* **Record set**
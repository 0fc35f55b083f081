//! Reads image folders into [`ImageSample`]s.

use std::path::{Path, PathBuf};

use indicatif::{ProgressBar, ProgressStyle};

use crate::types::ImageSample;

/// Errors raised while loading a dataset directory.
#[derive(Debug, thiserror::Error)]
pub enum DatasetError {
    /// The dataset directory does not exist or is not a directory.
    #[error("dataset directory not found: {0}")]
    MissingDir(PathBuf),

    /// The directory exists but contains no decodable images.
    #[error("no decodable images under {0}")]
    Empty(PathBuf),

    /// A file with an image extension failed to decode.
    #[error("failed to decode {path}: {source}")]
    Decode {
        path: PathBuf,
        #[source]
        source: image::ImageError,
    },

    /// IO error while scanning the directory.
    #[error(transparent)]
    Io(#[from] std::io::Error),
}

/// An in-memory image dataset loaded from a directory.
///
/// Files are decoded to RGB and kept as `[0, 255]` float samples. Iteration
/// order is the sorted file-name order, so the test pass is stable across
/// runs; training shuffles indices per epoch on top of this.
#[derive(Debug, Clone)]
pub struct ImageFolder {
    samples: Vec<ImageSample>,
}

impl ImageFolder {
    /// Load every decodable PNG/JPEG under `dir` (non-recursive).
    pub fn load(dir: &Path) -> Result<Self, DatasetError> {
        if !dir.is_dir() {
            return Err(DatasetError::MissingDir(dir.to_path_buf()));
        }

        let mut paths: Vec<PathBuf> = std::fs::read_dir(dir)?
            .filter_map(|entry| entry.ok().map(|e| e.path()))
            .filter(|p| has_image_extension(p))
            .collect();
        paths.sort();

        if paths.is_empty() {
            return Err(DatasetError::Empty(dir.to_path_buf()));
        }

        let pb = ProgressBar::new(paths.len() as u64);
        pb.set_style(
            ProgressStyle::default_bar()
                .template("{spinner:.green} [{elapsed_precise}] [{bar:40.cyan/blue}] {pos}/{len} ({eta}) Decoding images")
                .unwrap_or_else(|_| ProgressStyle::default_bar())
                .progress_chars("=> "),
        );

        let mut samples = Vec::with_capacity(paths.len());
        for path in &paths {
            let decoded = image::open(path).map_err(|source| DatasetError::Decode {
                path: path.clone(),
                source,
            })?;
            let rgb = decoded.to_rgb8();
            let (width, height) = rgb.dimensions();
            let data = rgb.into_raw().into_iter().map(f32::from).collect();
            samples.push(ImageSample::new(data, height as usize, width as usize, 3));
            pb.inc(1);
        }
        pb.finish_and_clear();

        tracing::info!(
            count = samples.len(),
            dir = %dir.display(),
            "Loaded image folder"
        );

        Ok(Self { samples })
    }

    /// Build a dataset from already-decoded samples (synthetic data, tests).
    pub fn from_samples(samples: Vec<ImageSample>) -> Self {
        Self { samples }
    }

    /// Number of images in the dataset.
    pub fn len(&self) -> usize {
        self.samples.len()
    }

    /// Whether the dataset holds no images.
    pub fn is_empty(&self) -> bool {
        self.samples.is_empty()
    }

    /// All samples, in stable sorted-file-name order.
    pub fn samples(&self) -> &[ImageSample] {
        &self.samples
    }

    /// The sample at `index`.
    pub fn get(&self, index: usize) -> &ImageSample {
        &self.samples[index]
    }
}

fn has_image_extension(path: &Path) -> bool {
    path.extension()
        .and_then(|e| e.to_str())
        .map(|e| {
            let e = e.to_ascii_lowercase();
            matches!(e.as_str(), "png" | "jpg" | "jpeg")
        })
        .unwrap_or(false)
}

* **What is required**
Exactly reproduce all of the entries above.

* **Task solution**
repository 0fc35f55b083f081
//! Reads image folders into [`ImageSample`]s.

use std::path::{Path, PathBuf};

use indicatif::{ProgressBar, ProgressStyle};

use crate::types::ImageSample;

/// Errors raised while loading a dataset directory.
#[derive(Debug, thiserror::Error)]
pub enum DatasetError {
    /// The dataset directory does not exist or is not a directory.
    #[error("dataset directory not found: {0}")]
    MissingDir(PathBuf),

    /// The directory exists but contains no decodable images.
    #[error("no decodable images under {0}")]
    Empty(PathBuf),

    /// A file with an image extension failed to decode.
    #[error("failed to decode {path}: {source}")]
    Decode {
        path: PathBuf,
        #[source]
        source: image::ImageError,
    },

    /// IO error while scanning the directory.
    #[error(transparent)]
    Io(#[from] std::io::Error),
}

/// An in-memory image dataset loaded from a directory.
///
/// Files are decoded to RGB and kept as `[0, 255]` float samples. Iteration
/// order is the sorted file-name order, so the test pass is stable across
/// runs; training shuffles indices per epoch on top of this.
#[derive(Debug, Clone)]
pub struct ImageFolder {
    samples: Vec<ImageSample>,
}

impl ImageFolder {
    /// Load every decodable PNG/JPEG under `dir` (non-recursive).
    pub fn load(dir: &Path) -> Result<Self, DatasetError> {
        if !dir.is_dir() {
            return Err(DatasetError::MissingDir(dir.to_path_buf()));
        }

        let mut paths: Vec<PathBuf> = std::fs::read_dir(dir)?
            .filter_map(|entry| entry.ok().map(|e| e.path()))
            .filter(|p| has_image_extension(p))
            .collect();
        paths.sort();

        if paths.is_empty() {
            return Err(DatasetError::Empty(dir.to_path_buf()));
        }

        let pb = ProgressBar::new(paths.len() as u64);
        pb.set_style(
            ProgressStyle::default_bar()
                .template("{spinner:.green} [{elapsed_precise}] [{bar:40.cyan/blue}] {pos}/{len} ({eta}) Decoding images")
                .unwrap_or_else(|_| ProgressStyle::default_bar())
                .progress_chars("=> "),
        );

        let mut samples = Vec::with_capacity(paths.len());
        for path in &paths {
            let decoded = image::open(path).map_err(|source| DatasetError::Decode {
                path: path.clone(),
                source,
            })?;
            let rgb = decoded.to_rgb8();
            let (width, height) = rgb.dimensions();
            let data = rgb.into_raw().into_iter().map(f32::from).collect();
            samples.push(ImageSample::new(data, height as usize, width as usize, 3));
            pb.inc(1);
        }
        pb.finish_and_clear();

        tracing::info!(
            count = samples.len(),
            dir = %dir.display(),
            "Loaded image folder"
        );

        Ok(Self { samples })
    }

    /// Build a dataset from already-decoded samples (synthetic data, tests).
    pub fn from_samples(samples: Vec<ImageSample>) -> Self {
        Self { samples }
    }

    /// Number of images in the dataset.
    pub fn len(&self) -> usize {
        self.samples.len()
    }

    /// Whether the dataset holds no images.
    pub fn is_empty(&self) -> bool {
        self.samples.is_empty()
    }

    /// All samples, in stable sorted-file-name order.
    pub fn samples(&self) -> &[ImageSample] {
        &self.samples
    }

    /// The sample at `index`.
    pub fn get(&self, index: usize) -> &ImageSample {
        &self.samples[index]
    }
}

fn has_image_extension(path: &Path) -> bool {
    path.extension()
        .and_then(|e| e.to_str())
        .map(|e| {
            let e = e.to_ascii_lowercase();
            matches!(e.as_str(), "png" | "jpg" | "jpeg")
        })
        .unwrap_or(false)
}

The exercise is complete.